Başak hanımı aday göstermek demek, CHP ile DEM ittifakının bittiği anlamına gelirdi. Ama Başak Demirtaş’ın adaylık niyetini beyan etmesine karşın Meral Danış Beştaş aday gösterildi. Bu Kandil’in Selahattin’e tavrıdır. Selahattin Demirtaş siyasal liderlikten, ulusal önderliğe adım atmak istedi, Kandil bunu gördü, Karasu açıklama yaptı ve bu oyunu bozdu. Demirtaş’ın mahkemedeki ifadeleri aslında manifesto niteliğindeydi, makas değişikliği değil, yeni bir siyaset stratejisiydi. Tabanın da DEM çizgisini eleştirdiği bir durum var. Kürtlerin oyunu alıp, onlar için hiçbir şey yapmayıp, marjinal Türk solu fantezilerine kurban ediyorsunuz. Bu gücü Kürtlerin faydasına bir pazarlığa dönüştürebilirsiniz ama dönüştürmediniz. Ve bu konuda da kredinizi artık tüketiyorsunuz.
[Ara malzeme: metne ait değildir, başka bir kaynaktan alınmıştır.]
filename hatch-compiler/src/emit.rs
//! Bytecode emitter.
//!
//! Lowers the checked AST to (opcode, operand) byte pairs. The emitter
//! mirrors the runtime data stack in a compile-time model (see
//! [`stack`]), decides between inline and data-section construction for
//! aggregates, resolves forward references to functions and data in a
//! final link pass, and emits bodies only for functions the checker
//! proved reachable from `main`.
//!
//! `main` is lowered first; every `CALL`/function-value placeholder left
//! behind then pulls in the body of its target until no unresolved
//! placeholder remains, after which the data section is appended and the
//! single linear fix-up pass produces the final image.

mod data;
mod expr;
mod stack;

use data::{DataId, DataSection};
pub(crate) use expr::CalleeRef;
use stack::{ScopeStack, SlotInfo, StackModel, Uid};

use crate::ast::{
    BinaryOp, Expr, ExprKind, FunctionDecl, LetDecl, Module, Stmt, StmtKind,
};
use crate::diag::CompileError;

use hatch_asm::{mov_operand, AddressFlags, Opcode, RegisterId, PROGRAM_CEILING};

use std::collections::{BTreeMap, HashMap, HashSet};

use tracing::debug;

/// The linked output of a compilation.
#[derive(Debug, Clone)]
pub struct CompiledProgram {
    /// The raw image: instruction pairs followed by the data section.
    pub image: Vec<u8>,
    /// Resolved function entry addresses, `main` included.
    pub function_addresses: BTreeMap<String, usize>,
    /// Offset where the data section begins (equals the image length when
    /// no data section was emitted).
    pub data_start: usize,
}

/// One slot of the pre-link instruction vector.
#[derive(Debug, Clone)]
pub(crate) enum Item {
    /// A concrete byte.
    Byte(u8),
    /// A back-patched code address, validated at link time.
    Addr(usize),
    /// A function entry placeholder, keyed by mangled name.
    Func(String),
    /// A data-section placeholder with a per-reference offset.
    Data {
        id: DataId,
        offset: i16,
    },
}

#[derive(Debug, Default)]
struct LoopFixups {
    breaks: Vec<usize>,
    continues: Vec<usize>,
}

/// Emits a checked module tree into a linked program image.
pub fn emit_module(
    module: &Module,
    reachable: &HashSet<String>,
) -> Result<CompiledProgram, CompileError> {
    let mut functions = HashMap::new();
    let mut main = None;
    collect_functions(module, &mut functions, &mut main);
    let main = main.ok_or(CompileError::NoMainFunction)?;

    let mut emitter = Emitter {
        items: Vec::new(),
        stack: StackModel::new(),
        scopes: ScopeStack::new(),
        loops: Vec::new(),
        functions,
        function_addresses: BTreeMap::from([(String::from("main"), 0)]),
        data: DataSection::new(),
        reachable,
        current_params: Vec::new(),
        in_main: true,
    };

    emitter.emit_main(main)?;

    // Lazy function emission: resolve placeholders until none are left.
    loop {
        let next = emitter.items.iter().find_map(|item| match item {
            Item::Func(name) if !emitter.function_addresses.contains_key(name) => {
                Some(name.clone())
            }
            _ => None,
        });
        let Some(name) = next else { break };

        let func = *emitter
            .functions
            .get(&name)
            .ok_or_else(|| CompileError::UnresolvedFunction { name: name.clone() })?;
        emitter.emit_function(func)?;
    }

    emitter.link()
}

fn collect_functions<'a>(
    module: &'a Module,
    functions: &mut HashMap<String, &'a FunctionDecl>,
    main: &mut Option<&'a FunctionDecl>,
) {
    for stmt in &module.statements {
        if let StmtKind::Function(func) = &stmt.kind {
            if func.is_main {
                *main = Some(func);
            } else {
                functions.insert(func.name.clone(), func);
            }
        }
    }
    for submodule in module.submodules.values() {
        collect_functions(submodule, functions, main);
    }
}

fn stmts_of(stmt: &Stmt) -> &[Stmt] {
    match &stmt.kind {
        StmtKind::Block(stmts) => stmts,
        _ => std::slice::from_ref(stmt),
    }
}

pub(crate) struct Emitter<'ast> {
    items: Vec<Item>,
    pub(crate) stack: StackModel,
    scopes: ScopeStack,
    loops: Vec<LoopFixups>,
    functions: HashMap<String, &'ast FunctionDecl>,
    function_addresses: BTreeMap<String, usize>,
    data: DataSection,
    reachable: &'ast HashSet<String>,
    current_params: Vec<Uid>,
    in_main: bool,
}
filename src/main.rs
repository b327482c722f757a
use std::fs;
use std::io::{self, Read};

use clap::Parser;

use feedstore::cli::{Cli, Commands};
use feedstore::config::Config;
use feedstore::domain::{FeedList, FeedRole, FeedValue};
use feedstore::errors::FeedStoreResult;
use feedstore::services::FeedStore;

fn main() {
    tracing_subscriber::fmt()
        .with_env_filter(tracing_subscriber::EnvFilter::from_default_env())
        .with_writer(io::stderr)
        .init();

    if let Err(e) = run() {
        eprintln!("Error: {}", e);
        std::process::exit(1);
    }
}

fn run() -> FeedStoreResult<()> {
    let cli = Cli::parse();

    // Load configuration
    let config = Config::from_env()?.with_db_path(cli.db);

    // Open the store (creates the feeds table and loads it)
    let store = FeedStore::open_path(&config.db_path)?;

    match cli.command {
        Commands::List => cmd_list(&store),
        Commands::Add {
            id,
            title,
            url,
            icon,
        } => cmd_add(store, id, &title, &url, &icon),
        Commands::Sync { path } => cmd_sync(store, path.as_deref()),
    }
}

fn cmd_list(store: &FeedStore) -> FeedStoreResult<()> {
    if store.record_count() == 0 {
        println!("No feeds stored.");
        return Ok(());
    }

    println!("Stored feeds:\n");
    for row in 0..store.record_count() {
        let id = store.data(row, FeedRole::Id)?;
        let title = store.data(row, FeedRole::Title)?;
        println!("  {}. {}", id, title);

        for role in [FeedRole::Url, FeedRole::Icon] {
            let value = store.data(row, role)?;
            if value != FeedValue::Text(String::new()) {
                println!("    {}: {}", role, value);
            }
        }
        println!();
    }

    Ok(())
}

fn cmd_add(
    mut store: FeedStore,
    id: i64,
    title: &str,
    url: &str,
    icon: &str,
) -> FeedStoreResult<()> {
    store.upsert(id, title, url, icon)?;
    println!("Stored feed {}: {}", id, title);
    Ok(())
}

fn cmd_sync(mut store: FeedStore, path: Option<&str>) -> FeedStoreResult<()> {
    let content = match path {
        Some(path) => fs::read_to_string(path)?,
        None => {
            let mut buffer = String::new();
            io::stdin().read_to_string(&mut buffer)?;
            buffer
        }
    };

    let feeds = FeedList::from_json(&content)?.into_records();
    println!("Syncing {} feeds...", feeds.len());

    let report = store.reconcile(&feeds)?;

    println!(
        "Sync complete: {} upserted, {} removed, {} failed",
        report.upserted,
        report.deleted,
        report.failures()
    );

    Ok(())
}
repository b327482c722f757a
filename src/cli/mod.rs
pub mod commands;

pub use commands::{Cli, Commands};
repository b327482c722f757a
/// Receives full-reset notifications from a [`FeedStore`](super::FeedStore).
///
/// Every `model_about_to_reset` is followed by exactly one `model_reset`,
/// after which all previously read rows are invalid.
pub trait ModelObserver: Send {
    fn model_about_to_reset(&self) {}

    /// `count` is the row count of the new view
    fn model_reset(&self, count: usize);
}
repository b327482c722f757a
pub mod feed_store;
pub mod observer;

pub use feed_store::{FeedStore, ReconcileReport};
pub use observer::ModelObserver;
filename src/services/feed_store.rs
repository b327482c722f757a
use std::collections::{HashMap, HashSet};

use crate::domain::{FeedRecord, FeedRole, FeedValue};
use crate::errors::{FeedStoreError, FeedStoreResult};
use crate::services::ModelObserver;
use crate::storage::sqlite::{SqliteFeedRepository, SqliteStorage};
use crate::storage::traits::FeedRepository;

/// Outcome of a [`FeedStore::reconcile`] call
#[derive(Debug, Clone, Copy, Default, PartialEq, Eq)]
pub struct ReconcileReport {
    pub upserted: usize,
    pub upsert_failures: usize,
    pub deleted: usize,
    pub delete_failures: usize,
}

impl ReconcileReport {
    pub fn failures(&self) -> usize {
        self.upsert_failures + self.delete_failures
    }
}

/// Roles a view can bind to, with the names it binds them by
pub const ROLE_NAMES: &[(FeedRole, &str)] = &[
    (FeedRole::Id, "feedid"),
    (FeedRole::Title, "feedtitle"),
    (FeedRole::Url, "feedurl"),
    (FeedRole::Icon, "feedicon"),
];

/// Durable feed table plus the in-memory rows a view reads from.
///
/// The store starts closed. Once a repository is attached the cache holds
/// the table's rows in store read order; upserts update known ids in place
/// and append unknown ones until the next full load.
pub struct FeedStore<R = SqliteFeedRepository> {
    repository: Option<R>,
    feeds: Vec<FeedRecord>,
    rows: HashMap<i64, usize>,
    observers: Vec<Box<dyn ModelObserver>>,
}

impl FeedStore<SqliteFeedRepository> {
    pub fn new() -> Self {
        Self::closed()
    }

    /// Open or create the feed database at `path_or_dsn` and load its rows.
    ///
    /// `":memory:"` opens a private in-memory database. If the database can't
    /// be opened the store keeps its previous state.
    pub fn open(&mut self, path_or_dsn: &str) -> FeedStoreResult<()> {
        let storage = SqliteStorage::open(path_or_dsn)?;
        tracing::debug!(path = path_or_dsn, "Feed database opened");
        self.attach(SqliteFeedRepository::new(storage))
    }

    pub fn open_path(path_or_dsn: &str) -> FeedStoreResult<Self> {
        let mut store = Self::new();
        store.open(path_or_dsn)?;
        Ok(store)
    }
}

impl Default for FeedStore<SqliteFeedRepository> {
    fn default() -> Self {
        Self::new()
    }
}

impl<R: FeedRepository> FeedStore<R> {
    pub fn closed() -> Self {
        Self {
            repository: None,
            feeds: Vec::new(),
            rows: HashMap::new(),
            observers: Vec::new(),
        }
    }

    /// Use `repository` as the durable table and load its rows
    pub fn attach(&mut self, repository: R) -> FeedStoreResult<()> {
        self.repository = Some(repository);
        self.load_all()
    }

    pub fn is_open(&self) -> bool {
        self.repository.is_some()
    }

    pub fn subscribe(&mut self, observer: Box<dyn ModelObserver>) {
        self.observers.push(observer);
    }

    pub fn upsert(
        &mut self,
        id: i64,
        title: &str,
        url: &str,
        icon: &str,
    ) -> FeedStoreResult<()> {
        self.upsert_record(&FeedRecord::new(id, title, url, icon))
    }

    /// Insert or fully replace a feed; the cache is only touched on success
    pub fn upsert_record(&mut self, feed: &FeedRecord) -> FeedStoreResult<()> {
        self.repository()?.upsert(feed)?;
        self.cache_insert(feed.clone());
        Ok(())
    }

    /// Replace the cache with every row of the durable table.
    ///
    /// A failed read leaves the current rows in place.
    pub fn load_all(&mut self) -> FeedStoreResult<()> {
        let feeds = self.repository()?.load_all()?;
        tracing::debug!(count = feeds.len(), "Loaded feed data");

        self.notify_about_to_reset();
        self.replace_cache(feeds);
        self.notify_reset();
        Ok(())
    }

    /// Make the durable table and the cache hold exactly `feeds`.
    ///
    /// Every feed is upserted, then rows whose id is not in `feeds` are deleted
    /// together with their items and the cache is reloaded. Individual upsert
    /// and delete failures are logged and counted in the report. An empty
    /// `feeds` removes every stored feed.
    pub fn reconcile(&mut self, feeds: &[FeedRecord]) -> FeedStoreResult<ReconcileReport> {
        if !self.is_open() {
            return Err(FeedStoreError::NotOpen);
        }

        self.notify_about_to_reset();
        self.clear_cache();
        let result = self.reconcile_rows(feeds);
        self.notify_reset();

        result
    }

    fn reconcile_rows(&mut self, feeds: &[FeedRecord]) -> FeedStoreResult<ReconcileReport> {
        let mut report = ReconcileReport::default();
        let mut presented = HashSet::with_capacity(feeds.len());

        for feed in feeds {
            presented.insert(feed.id);
            match self.upsert_record(feed) {
                Ok(()) => report.upserted += 1,
                Err(e) => {
                    tracing::warn!(feed_id = feed.id, error = %e, "Failed to store feed");
                    report.upsert_failures += 1;
                }
            }
        }

        let repository = self.repository()?;

        // A failed id scan skips the deletes, the cache is still reloaded
        let scanned = match repository.feed_ids() {
            Ok(ids) => {
                for id in ids.into_iter().filter(|id| !presented.contains(id)) {
                    match repository.delete_cascade(id) {
                        Ok(()) => report.deleted += 1,
                        Err(e) => {
                            tracing::warn!(feed_id = id, error = %e, "Failed to delete feed");
                            report.delete_failures += 1;
                        }
                    }
                }
                Ok(())
            }
            Err(e) => {
                tracing::warn!(error = %e, "Failed to read stored feed ids");
                Err(e)
            }
        };

        let reloaded = repository.load_all()?;
        self.replace_cache(reloaded);
        scanned?;

        tracing::info!(
            upserted = report.upserted,
            deleted = report.deleted,
            failures = report.failures(),
            "Feeds reconciled"
        );
        Ok(report)
    }

    pub fn record_count(&self) -> usize {
        self.feeds.len()
    }

    pub fn record_at(&self, row: usize) -> FeedStoreResult<&FeedRecord> {
        self.feeds.get(row).ok_or(FeedStoreError::IndexOutOfRange {
            index: row,
            count: self.feeds.len(),
        })
    }

    pub fn data(&self, row: usize, role: FeedRole) -> FeedStoreResult<FeedValue> {
        Ok(self.record_at(row)?.value(role))
    }

    pub fn role_names() -> &'static [(FeedRole, &'static str)] {
        ROLE_NAMES
    }

    pub fn records(&self) -> &[FeedRecord] {
        &self.feeds
    }

    pub fn feed_ids(&self) -> Vec<i64> {
        self.feeds.iter().map(|f| f.id).collect()
    }

    fn repository(&self) -> FeedStoreResult<&R> {
        self.repository.as_ref().ok_or(FeedStoreError::NotOpen)
    }

    fn cache_insert(&mut self, feed: FeedRecord) {
        match self.rows.get(&feed.id) {
            Some(&row) => self.feeds[row] = feed,
            None => {
                self.rows.insert(feed.id, self.feeds.len());
                self.feeds.push(feed);
            }
        }
    }

    fn clear_cache(&mut self) {
        self.feeds.clear();
        self.rows.clear();
    }

    fn replace_cache(&mut self, feeds: Vec<FeedRecord>) {
        self.clear_cache();
        for feed in feeds {
            self.cache_insert(feed);
        }
    }

    fn notify_about_to_reset(&self) {
        for observer in &self.observers {
            observer.model_about_to_reset();
        }
    }

    fn notify_reset(&self) {
        for observer in &self.observers {
            observer.model_reset(self.feeds.len());
        }
    }
}
pub mod feed;
pub mod feed_list;

pub use feed::{FeedRecord, FeedRole, FeedValue};
pub use feed_list::{FeedList, RemoteFeed};
use rusqlite::Connection;
use std::path::Path;
use std::sync::{Arc, Mutex};

use crate::errors::{FeedStoreError, FeedStoreResult};

/// Path that selects a private in-memory database.
pub const IN_MEMORY: &str = ":memory:";

const SCHEMA: &str = "CREATE TABLE IF NOT EXISTS feeds (id INTEGER UNIQUE PRIMARY KEY, title VARCHAR(1024), url VARCHAR(2048), icon VARCHAR(2048))";

#[derive(Clone)]
pub struct SqliteStorage {
    conn: Arc<Mutex<Connection>>,
}

impl SqliteStorage {
    pub fn new<P: AsRef<Path>>(path: P) -> FeedStoreResult<Self> {
        let conn = Connection::open(path).map_err(FeedStoreError::StorageUnavailable)?;
        Self::init(conn)
    }

    pub fn in_memory() -> FeedStoreResult<Self> {
        let conn = Connection::open_in_memory().map_err(FeedStoreError::StorageUnavailable)?;
        Self::init(conn)
    }

    /// Open a database file, or an in-memory database for `":memory:"`
    pub fn open(path_or_dsn: &str) -> FeedStoreResult<Self> {
        if path_or_dsn == IN_MEMORY {
            Self::in_memory()
        } else {
            Self::new(path_or_dsn)
        }
    }

    fn init(conn: Connection) -> FeedStoreResult<Self> {
        conn.execute_batch(SCHEMA)
            .map_err(FeedStoreError::StorageUnavailable)?;
        tracing::debug!("Feed table ready");

        Ok(Self {
            conn: Arc::new(Mutex::new(conn)),
        })
    }

    pub fn connection(&self) -> FeedStoreResult<std::sync::MutexGuard<'_, Connection>> {
        self.conn
            .lock()
            .map_err(|_| FeedStoreError::StorageUnavailable(rusqlite::Error::InvalidQuery))
    }
}

#[cfg(test)]
mod tests {
    use super::*;
    use tempfile::TempDir;

    fn column_types(storage: &SqliteStorage) -> Vec<(String, String)> {
        let conn = storage.connection().unwrap();
        let mut stmt = conn.prepare("PRAGMA table_info(feeds)").unwrap();
        let columns = stmt
            .query_map([], |row| Ok((row.get(1)?, row.get(2)?)))
            .unwrap()
            .collect::<Result<Vec<_>, _>>()
            .unwrap();
        columns
    }

    #[test]
    fn test_create_in_memory_storage() {
        let storage = SqliteStorage::open(IN_MEMORY).unwrap();

        assert_eq!(
            column_types(&storage),
            vec![
                ("id".to_string(), "INTEGER".to_string()),
                ("title".to_string(), "VARCHAR(1024)".to_string()),
                ("url".to_string(), "VARCHAR(2048)".to_string()),
                ("icon".to_string(), "VARCHAR(2048)".to_string()),
            ]
        );
    }

    #[test]
    fn test_reopen_existing_file_keeps_rows() {
        let temp_dir = TempDir::new().unwrap();
        let db_path = temp_dir.path().join("feeds.db");

        {
            let storage = SqliteStorage::new(&db_path).unwrap();
            let conn = storage.connection().unwrap();
            conn.execute(
                "INSERT INTO feeds (id, title, url, icon) VALUES (1, 'Tech', 'http://a', '')",
                [],
            )
            .unwrap();
        }

        let storage = SqliteStorage::new(&db_path).unwrap();
        let conn = storage.connection().unwrap();
        let count: i64 = conn
            .query_row("SELECT COUNT(*) FROM feeds", [], |row| row.get(0))
            .unwrap();
        assert_eq!(count, 1);
    }

    #[test]
    fn test_unopenable_path_is_storage_unavailable() {
        let temp_dir = TempDir::new().unwrap();
        let db_path = temp_dir.path().join("missing").join("feeds.db");

        let result = SqliteStorage::new(&db_path);
        assert!(matches!(result, Err(FeedStoreError::StorageUnavailable(_))));
    }
}
#[derive(Debug, Clone, PartialEq, Eq)]
pub struct FeedRecord {
    pub id: i64,
    pub title: String,
    pub url: String,
    pub icon: String,
}

impl FeedRecord {
    pub fn new(
        id: i64,
        title: impl Into<String>,
        url: impl Into<String>,
        icon: impl Into<String>,
    ) -> Self {
        Self {
            id,
            title: title.into(),
            url: url.into(),
            icon: icon.into(),
        }
    }

    /// Value of a single presentation role
    pub fn value(&self, role: FeedRole) -> FeedValue {
        match role {
            FeedRole::Id => FeedValue::Int(self.id),
            FeedRole::Title => FeedValue::Text(self.title.clone()),
            FeedRole::Url => FeedValue::Text(self.url.clone()),
            FeedRole::Icon => FeedValue::Text(self.icon.clone()),
        }
    }
}

/// Roles a view can read from a row.
#[derive(Debug, Clone, Copy, PartialEq, Eq, Hash)]
pub enum FeedRole {
    Id,
    Title,
    Url,
    Icon,
}

impl FeedRole {
    /// Name the view layer binds to
    pub fn as_str(&self) -> &'static str {
        match self {
            FeedRole::Id => "feedid",
            FeedRole::Title => "feedtitle",
            FeedRole::Url => "feedurl",
            FeedRole::Icon => "feedicon",
        }
    }
}

impl std::fmt::Display for FeedRole {
    fn fmt(&self, f: &mut std::fmt::Formatter<'_>) -> std::fmt::Result {
        write!(f, "{}", self.as_str())
    }
}

#[derive(Debug, Clone, PartialEq, Eq)]
pub enum FeedValue {
    Int(i64),
    Text(String),
}

impl std::fmt::Display for FeedValue {
    fn fmt(&self, f: &mut std::fmt::Formatter<'_>) -> std::fmt::Result {
        match self {
            FeedValue::Int(v) => write!(f, "{}", v),
            FeedValue::Text(v) => write!(f, "{}", v),
        }
    }
}
use thiserror::Error;

#[derive(Error, Debug)]
pub enum FeedStoreError {
    // Configuration errors
    #[error("Configuration error: {0}")]
    Config(String),

    // Storage errors
    #[error("Storage unavailable: {0}")]
    StorageUnavailable(#[source] rusqlite::Error),

    #[error("Feed store is not open")]
    NotOpen,

    #[error("Write failed: {0}")]
    WriteFailed(#[source] rusqlite::Error),

    #[error("Read failed: {0}")]
    ReadFailed(#[source] rusqlite::Error),

    // Presentation errors
    #[error("Row {index} out of range (row count {count})")]
    IndexOutOfRange { index: usize, count: usize },

    // Parsing errors
    #[error("Feed list parsing failed: {0}")]
    Parse(#[from] serde_json::Error),

    // IO errors
    #[error("IO error: {0}")]
    Io(#[from] std::io::Error),
}

pub type FeedStoreResult<T> = Result<T, FeedStoreError>;
use serde::Deserialize;

use super::FeedRecord;
use crate::errors::FeedStoreResult;

/// A feed as it appears in the remote feed list.
#[derive(Debug, Clone, Deserialize)]
pub struct RemoteFeed {
    pub id: i64,
    #[serde(default)]
    pub title: Option<String>,
    #[serde(default)]
    pub url: Option<String>,
    #[serde(default, rename = "faviconLink")]
    pub favicon_link: Option<String>,
}

impl From<RemoteFeed> for FeedRecord {
    fn from(remote: RemoteFeed) -> Self {
        FeedRecord {
            id: remote.id,
            title: remote.title.unwrap_or_default(),
            url: remote.url.unwrap_or_default(),
            icon: remote.favicon_link.unwrap_or_default(),
        }
    }
}

#[derive(Debug, Clone, Deserialize)]
pub struct FeedList {
    pub feeds: Vec<RemoteFeed>,
}

impl FeedList {
    pub fn from_json(json: &str) -> FeedStoreResult<Self> {
        Ok(serde_json::from_str(json)?)
    }

    /// Records in list order, ready for reconciliation
    pub fn into_records(self) -> Vec<FeedRecord> {
        self.feeds.into_iter().map(FeedRecord::from).collect()
    }
}
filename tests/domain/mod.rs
mod job_status_test;
mod rate_limit_window_test;
mod research_request_test;
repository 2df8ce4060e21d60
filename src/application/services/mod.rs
mod job_manager;
mod job_poller;
mod rate_limiter;
mod research_executor;
mod research_orchestrator;
mod research_worker;
mod usage_tracker;

pub use job_manager::{JobManager, JobManagerError};
pub use job_poller::{JobPoller, PollError};
pub use rate_limiter::{RateLimitError, RateLimitInfo, RateLimitRule, RateLimitStatus, RateLimiter};
pub use research_executor::{ExecutionOutcome, ResearchExecutor};
pub use research_orchestrator::{
    OrchestratorConfig, QUEUE_UNAVAILABLE, ResearchError, ResearchOrchestrator, SubmitOutcome,
};
pub use research_worker::{
    DEFAULT_VENDOR_RETRIES, DeferredResearch, ResearchWorker, ResearchWorkerError,
    VENDOR_RATE_LIMITED,
};
pub use usage_tracker::{ModelPricing, ModelUsage, UsageSnapshot, UsageTracker};
use async_trait::async_trait;

use crate::application::services::JobManagerError;
use crate::domain::{Job, JobId};

/// Read-only view of job state consumed by pollers.
#[async_trait]
pub trait JobStatusReader: Send + Sync {
    async fn job_status(&self, id: JobId) -> Result<Job, JobManagerError>;
}
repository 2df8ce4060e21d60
pub mod config;
pub mod handlers;
pub mod router;
pub mod state;

pub use config::{Environment, Settings};
pub use router::create_router;
pub use state::AppState;
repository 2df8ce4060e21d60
pub mod application;
pub mod domain;
pub mod infrastructure;
pub mod presentation;
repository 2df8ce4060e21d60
use axum::Router;
use axum::middleware;
use axum::routing::{get, post};
use tower_http::cors::{Any, CorsLayer};
use tower_http::trace::{DefaultMakeSpan, DefaultOnResponse, TraceLayer};
use tracing::Level;

use crate::application::ports::ResearchProvider;
use crate::infrastructure::observability::request_id_middleware;
use crate::presentation::handlers::{
    delete_job_handler, health_handler, job_status_handler, list_jobs_handler, rate_limit_handler,
    research_handler, usage_handler, wait_for_job_handler,
};
use crate::presentation::state::AppState;

pub fn create_router<P>(state: AppState<P>) -> Router
where
    P: ResearchProvider + 'static,
{
    let cors = CorsLayer::new()
        .allow_origin(Any)
        .allow_methods(Any)
        .allow_headers(Any);

    let trace_layer = TraceLayer::new_for_http()
        .make_span_with(DefaultMakeSpan::new().level(Level::INFO))
        .on_response(DefaultOnResponse::new().level(Level::INFO));

    Router::new()
        .route("/health", get(health_handler::<P>))
        .route("/api/v1/research", post(research_handler::<P>))
        .route("/api/v1/jobs", get(list_jobs_handler::<P>))
        .route(
            "/api/v1/jobs/{job_id}",
            get(job_status_handler::<P>).delete(delete_job_handler::<P>),
        )
        .route("/api/v1/jobs/{job_id}/wait", get(wait_for_job_handler::<P>))
        .route("/api/v1/rate-limits/{key}", get(rate_limit_handler::<P>))
        .route("/api/v1/usage", get(usage_handler::<P>))
        .layer(middleware::from_fn(request_id_middleware))
        .layer(trace_layer)
        .layer(cors)
        .with_state(state)
}
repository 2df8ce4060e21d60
use std::fmt;

/// Application runtime environment.
#[derive(Debug, Clone, Copy, PartialEq, Eq)]
pub enum Environment {
    Local,
    Test,
    Prod,
}

impl Environment {
    pub fn as_str(&self) -> &'static str {
        match self {
            Environment::Local => "Local",
            Environment::Test => "Test",
            Environment::Prod => "Prod",
        }
    }

    /// Reads `APP_ENVIRONMENT`, defaulting to local.
    pub fn from_env() -> Result<Self, String> {
        std::env::var("APP_ENVIRONMENT")
            .unwrap_or_else(|_| "local".to_string())
            .try_into()
    }
}

impl TryFrom<String> for Environment {
    type Error = String;

    fn try_from(s: String) -> Result<Self, Self::Error> {
        match s.to_lowercase().as_str() {
            "local" => Ok(Self::Local),
            "test" => Ok(Self::Test),
            "prod" | "production" => Ok(Self::Prod),
            other => Err(format!(
                "Invalid environment: {}. Expected: local, test, or prod",
                other
            )),
        }
    }
}

impl fmt::Display for Environment {
    fn fmt(&self, f: &mut fmt::Formatter<'_>) -> fmt::Result {
        write!(f, "{}", self.as_str())
    }
}
use chrono::{DateTime, TimeDelta, Utc};

/// Fixed window of admitted requests for one resource key.
///
/// Expiry is evaluated lazily: whoever touches the window first after
/// `window_start + window_duration` resets it.
#[derive(Debug, Clone, PartialEq, Eq)]
pub struct RateLimitWindow {
    pub key: String,
    pub count: u32,
    pub limit: u32,
    pub window_start: DateTime<Utc>,
    pub window_duration: TimeDelta,
    pub last_access: DateTime<Utc>,
}

impl RateLimitWindow {
    pub fn new(
        key: impl Into<String>,
        limit: u32,
        window_duration: TimeDelta,
        now: DateTime<Utc>,
    ) -> Self {
        Self {
            key: key.into(),
            count: 0,
            limit,
            window_start: now,
            window_duration,
            last_access: now,
        }
    }

    pub fn window_end(&self) -> DateTime<Utc> {
        self.window_start + self.window_duration
    }

    pub fn is_expired(&self, now: DateTime<Utc>) -> bool {
        now >= self.window_end()
    }

    /// Resets the window if it expired and records the access.
    pub fn refresh(&mut self, now: DateTime<Utc>) {
        if self.is_expired(now) {
            self.count = 0;
            self.window_start = now;
        }
        self.last_access = now;
    }

    pub fn is_exhausted(&self) -> bool {
        self.count >= self.limit
    }

    pub fn remaining(&self) -> u32 {
        self.limit.saturating_sub(self.count)
    }

    /// Check-and-increment. Must be called with exclusive access.
    pub fn try_admit(&mut self, now: DateTime<Utc>) -> bool {
        self.refresh(now);
        if self.is_exhausted() {
            return false;
        }
        self.count += 1;
        true
    }
}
Demirtaş DEM Parti seçmeninin ‘ya kendinizi düzeltin ya da biz yavaş yavaş başka bir arayışa gideriz’ tutumunu gördü. Bunların karşılanmaması halinde bir yol ayrımı olacağını, DEM çizgisinin kredisini tüketeceğini gördü. Bir de kendisine dair sokaktaki olumlu pozisyonu gördü. Bu ikisini değerlendirerek, siyasal liderlikten ulusal önderliğe sıçrama, aynı zamanda Kürtlerin taleplerini karşılayacak yeni bir siyasi manifesto koydu. Ama PKK içindeki hakim kanat Demirtaş’ı boşa düşürdü, haddini bildirdi ve Başak’ı geri çekti, “CHP ile ittifakı devam ettirin”, dedi. Çünkü PKK içindeki hakim kanat İran ile birlikte hareket eden, İran’ın aparatı haline gelmiş, ama aynı zamanda ideolojik olarak da marjinal Türk solunun zihniyetini taşıyan kanattır.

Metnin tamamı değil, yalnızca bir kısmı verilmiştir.